Work task: Search the records below for "PartialEq"; copy each line that has it.

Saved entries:
══════
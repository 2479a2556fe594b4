//! Storage trait for pending-signup records.
//!
//! [`PendingSignupStore`] abstracts where unconfirmed registrations live
//! between signup and verification. The signup service is generic over it
//! and receives it as `Arc<dyn PendingSignupStore>`; there is no global store.
//!
//! # Usage
//!
//! ```no_run
//! // Demonstrates the trait interface; requires a concrete store implementation.
//! use easyprep_storage::{PendingSignupStore, StorageResult, TemporaryId};
//!
//! async fn has_pending<S: PendingSignupStore>(
//!     store: &S,
//!     id: &TemporaryId,
//! ) -> StorageResult<bool> {
//!     Ok(store.get(id).await?.is_some())
//! }
//! ```

use async_trait::async_trait;
use chrono::{DateTime, TimeDelta, Utc};

use crate::{
    error::StorageResult,
    record::PendingSignup,
    types::{OtpCode, TemporaryId},
};

/// In-place mutation applied by [`PendingSignupStore::update`].
pub type RecordUpdate = Box<dyn FnOnce(&mut PendingSignup) + Send>;

/// Persistence layer for pending-signup records, keyed by [`TemporaryId`].
///
/// # Atomicity
///
/// Every method is individually atomic: readers never observe a partially
/// written record, and a record replaced by [`put`](Self::put) or
/// [`update`](Self::update) is visible in full or not at all. Sequences of
/// calls against the same id are not isolated from each other; callers
/// serialize per-id work themselves.
///
/// # Absence
///
/// A missing record is not an error. Lookups return `Ok(None)`, and
/// [`delete`](Self::delete) succeeds whether or not the record exists.
#[async_trait]
pub trait PendingSignupStore: Send + Sync {
    /// Inserts a record, overwriting any existing record with the same id.
    async fn put(&self, record: PendingSignup) -> StorageResult<()>;

    /// Returns a copy of the record, if present.
    async fn get(&self, id: &TemporaryId) -> StorageResult<Option<PendingSignup>>;

    /// Removes the record. Idempotent.
    async fn delete(&self, id: &TemporaryId) -> StorageResult<()>;

    /// Applies `apply` to the stored record under the store's write lock.
    ///
    /// # Returns
    ///
    /// - `Ok(Some(record))` with the updated record
    /// - `Ok(None)` if no record exists; nothing is created
    async fn update(
        &self,
        id: &TemporaryId,
        apply: RecordUpdate,
    ) -> StorageResult<Option<PendingSignup>>;

    /// Removes the record only if its current code equals `expected`.
    ///
    /// Returns whether a record was removed. A record whose code was
    /// replaced since it was read survives.
    async fn delete_if_code(&self, id: &TemporaryId, expected: &OtpCode) -> StorageResult<bool>;

    /// Removes every record created more than `horizon` before `now`,
    /// regardless of code state. Returns how many were removed.
    ///
    /// Sweeping twice with the same `now` removes nothing the second time.
    async fn sweep_expired(&self, now: DateTime<Utc>, horizon: TimeDelta) -> StorageResult<usize>;

    /// Number of records currently held.
    async fn len(&self) -> StorageResult<usize>;

    /// Whether the store holds no records.
    async fn is_empty(&self) -> StorageResult<bool> {
        Ok(self.len().await? == 0)
    }
}
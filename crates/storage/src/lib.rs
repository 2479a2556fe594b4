//! Pending-signup storage for the EasyPrep signup workflow.
//!
//! This crate provides the [`PendingSignupStore`] trait and the value types
//! shared by every layer of the workflow: unconfirmed registrations
//! ([`PendingSignup`]), their verification codes ([`OtpCode`]) and the
//! identifiers that tie them together ([`TemporaryId`], [`AccountId`]).
//!
//! # Architecture
//!
//! ```text
//! ┌─────────────────────────────────────────────────────────────┐
//! │                    easyprep-signup                          │
//! │        SignupService (signup, verify, resend, sweep)        │
//! ├─────────────────────────────────────────────────────────────┤
//! │                   easyprep-storage                          │
//! │              PendingSignupStore trait                       │
//! │  (put, get, delete, update, delete_if_code, sweep_expired)  │
//! ├─────────────────────────────────────────────────────────────┤
//! │               MemoryPendingSignupStore                      │
//! │             (process-local, non-durable)                    │
//! └─────────────────────────────────────────────────────────────┘
//! ```
//!
//! # Time
//!
//! Nothing in this crate reads the wall clock implicitly. Callers pass
//! `now` into [`PendingSignupStore::sweep_expired`] and record
//! constructors, typically from a [`Clock`].
//!
//! # Feature Flags
//!
//! - **`testutil`**: Enables the `testutil` module with profile fixtures, record builders and
//!   assertion macros. Enable this in `[dev-dependencies]` for integration tests.
//! - **`failpoints`**: Compiles the `store-before-sweep` fail-point into the memory store.

#![deny(unsafe_code)]

pub mod clock;
pub mod error;
pub mod memory;
pub mod record;
pub mod store;
#[cfg(any(test, feature = "testutil"))]
#[allow(clippy::expect_used)]
pub mod testutil;
pub mod types;

// Re-export primary types at crate root for convenience
pub use clock::{Clock, ManualClock, SystemClock, to_time_delta};
pub use error::{BoxError, StorageError, StorageResult};
pub use memory::MemoryPendingSignupStore;
pub use record::{PendingSignup, ProfileFields, Role};
pub use store::{PendingSignupStore, RecordUpdate};
pub use types::{
    AccountId, ContactAddress, ContactAddressError, OTP_LENGTH, OTP_SPACE, OtpCode, TemporaryId,
};
pub use zeroize::Zeroizing;
//! Pending-signup record and the registration profile it carries.
//!
//! # Lifecycle
//!
//! ```text
//! signup ──► ┌──────────────────────┐ ──verify ok──► removed (account created)
//!            │ Pending(code, expiry)│ ──expired────► removed
//!  resend ──►│                      │ ──swept──────► removed
//!  (new code)└──────────────────────┘ ──mismatch───► stays pending
//! ```
//!
//! A record is created once, mutated only by resend (and the optional
//! failed-attempt counter), and removed exactly once.

use std::{collections::BTreeMap, fmt};

use chrono::{DateTime, TimeDelta, Utc};
use serde::{Deserialize, Serialize};
use zeroize::Zeroizing;

use crate::types::{ContactAddress, OtpCode, TemporaryId};

/// Role classification chosen at registration.
#[derive(Clone, Copy, Debug, PartialEq, Eq, Hash, Serialize, Deserialize)]
#[serde(rename_all = "lowercase")]
pub enum Role {
    /// A student preparing for placements.
    Student,
    /// A placement coordinator managing company postings.
    #[serde(alias = "staff")]
    Coordinator,
    /// A platform administrator.
    Admin,
}

impl fmt::Display for Role {
    fn fmt(&self, f: &mut fmt::Formatter<'_>) -> fmt::Result {
        match self {
            Self::Student => write!(f, "student"),
            Self::Coordinator => write!(f, "coordinator"),
            Self::Admin => write!(f, "admin"),
        }
    }
}

/// Registration attributes captured at signup.
///
/// Opaque to the verification workflow: the whole value is handed verbatim
/// to the account materializer once the code is confirmed.
///
/// # Example
///
/// ```
/// use easyprep_storage::{ContactAddress, ProfileFields, Role};
///
/// let profile = ProfileFields::builder()
///     .contact_address(ContactAddress::parse("a@x.com").unwrap())
///     .name("Asha Rao")
///     .identifier("21CS042")
///     .role(Role::Student)
///     .department("CSE")
///     .credential_hash("$argon2id$v=19$...")
///     .build();
///
/// assert_eq!(profile.role, Role::Student);
/// assert!(!format!("{profile:?}").contains("argon2id"));
/// ```
#[derive(Clone, PartialEq, Eq, Serialize, Deserialize, bon::Builder)]
#[serde(deny_unknown_fields)]
pub struct ProfileFields {
    /// Where the verification code is sent; unique across accounts.
    pub contact_address: ContactAddress,

    /// Display name.
    #[builder(into)]
    pub name: String,

    /// Login identifier chosen by the user (e.g. roll number or username).
    #[builder(into)]
    pub identifier: String,

    /// Role classification.
    pub role: Role,

    /// Organizational unit (department), when the role has one.
    #[builder(into)]
    pub department: Option<String>,

    /// Pre-hashed credential. Never logged.
    #[builder(with = |hash: impl Into<String>| Zeroizing::new(hash.into()))]
    pub credential_hash: Zeroizing<String>,

    /// Additional attributes passed through untouched.
    #[serde(default)]
    #[builder(default)]
    pub attributes: BTreeMap<String, String>,
}

impl fmt::Debug for ProfileFields {
    fn fmt(&self, f: &mut fmt::Formatter<'_>) -> fmt::Result {
        f.debug_struct("ProfileFields")
            .field("contact_address", &self.contact_address)
            .field("name", &self.name)
            .field("identifier", &self.identifier)
            .field("role", &self.role)
            .field("department", &self.department)
            .field("credential_hash", &"<redacted>")
            .field("attributes", &self.attributes)
            .finish()
    }
}

/// An unconfirmed registration awaiting its verification code.
#[derive(Clone, Debug, PartialEq, Eq, Serialize, Deserialize)]
pub struct PendingSignup {
    /// Store key.
    pub temporary_id: TemporaryId,
    /// Registration payload for the materializer.
    pub profile: ProfileFields,
    /// The only code currently accepted.
    pub code: OtpCode,
    /// When `code` was issued.
    pub code_issued_at: DateTime<Utc>,
    /// After this instant `code` is rejected as expired.
    pub code_expires_at: DateTime<Utc>,
    /// Creation time; drives stale-record sweeping only.
    pub created_at: DateTime<Utc>,
    /// Time of the last resend, if any.
    #[serde(default)]
    pub last_resend_at: Option<DateTime<Utc>>,
    /// Wrong codes submitted against the current code.
    #[serde(default)]
    pub failed_attempts: u32,
}

impl PendingSignup {
    /// Creates a record whose first code is issued at `now`.
    #[must_use]
    pub fn new(
        temporary_id: TemporaryId,
        profile: ProfileFields,
        code: OtpCode,
        now: DateTime<Utc>,
        validity: TimeDelta,
    ) -> Self {
        Self {
            temporary_id,
            profile,
            code,
            code_issued_at: now,
            code_expires_at: expiry_after(now, validity),
            created_at: now,
            last_resend_at: None,
            failed_attempts: 0,
        }
    }

    /// The destination the code was sent to.
    #[must_use]
    pub fn contact_address(&self) -> &ContactAddress {
        &self.profile.contact_address
    }

    /// Whether the current code is past its validity window.
    #[must_use]
    pub fn is_code_expired(&self, now: DateTime<Utc>) -> bool {
        now > self.code_expires_at
    }

    /// Whether the record was created more than `horizon` before `now`.
    #[must_use]
    pub fn is_stale(&self, now: DateTime<Utc>, horizon: TimeDelta) -> bool {
        now.signed_duration_since(self.created_at) > horizon
    }

    /// Replaces the code, invalidating the previous one immediately.
    ///
    /// Resets the validity window and the failed-attempt counter and stamps
    /// `last_resend_at`. `created_at` is left alone, so resending never
    /// extends the sweep horizon.
    pub fn reissue(&mut self, code: OtpCode, now: DateTime<Utc>, validity: TimeDelta) {
        self.code = code;
        self.code_issued_at = now;
        self.code_expires_at = expiry_after(now, validity);
        self.last_resend_at = Some(now);
        self.failed_attempts = 0;
    }
}

fn expiry_after(now: DateTime<Utc>, validity: TimeDelta) -> DateTime<Utc> {
    now.checked_add_signed(validity).unwrap_or(DateTime::<Utc>::MAX_UTC)
}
══════
Completed task:
#[derive(Clone, Copy, Debug, PartialEq, Eq, Hash, Serialize, Deserialize)]
#[derive(Clone, PartialEq, Eq, Serialize, Deserialize, bon::Builder)]
#[derive(Clone, Debug, PartialEq, Eq, Serialize, Deserialize)]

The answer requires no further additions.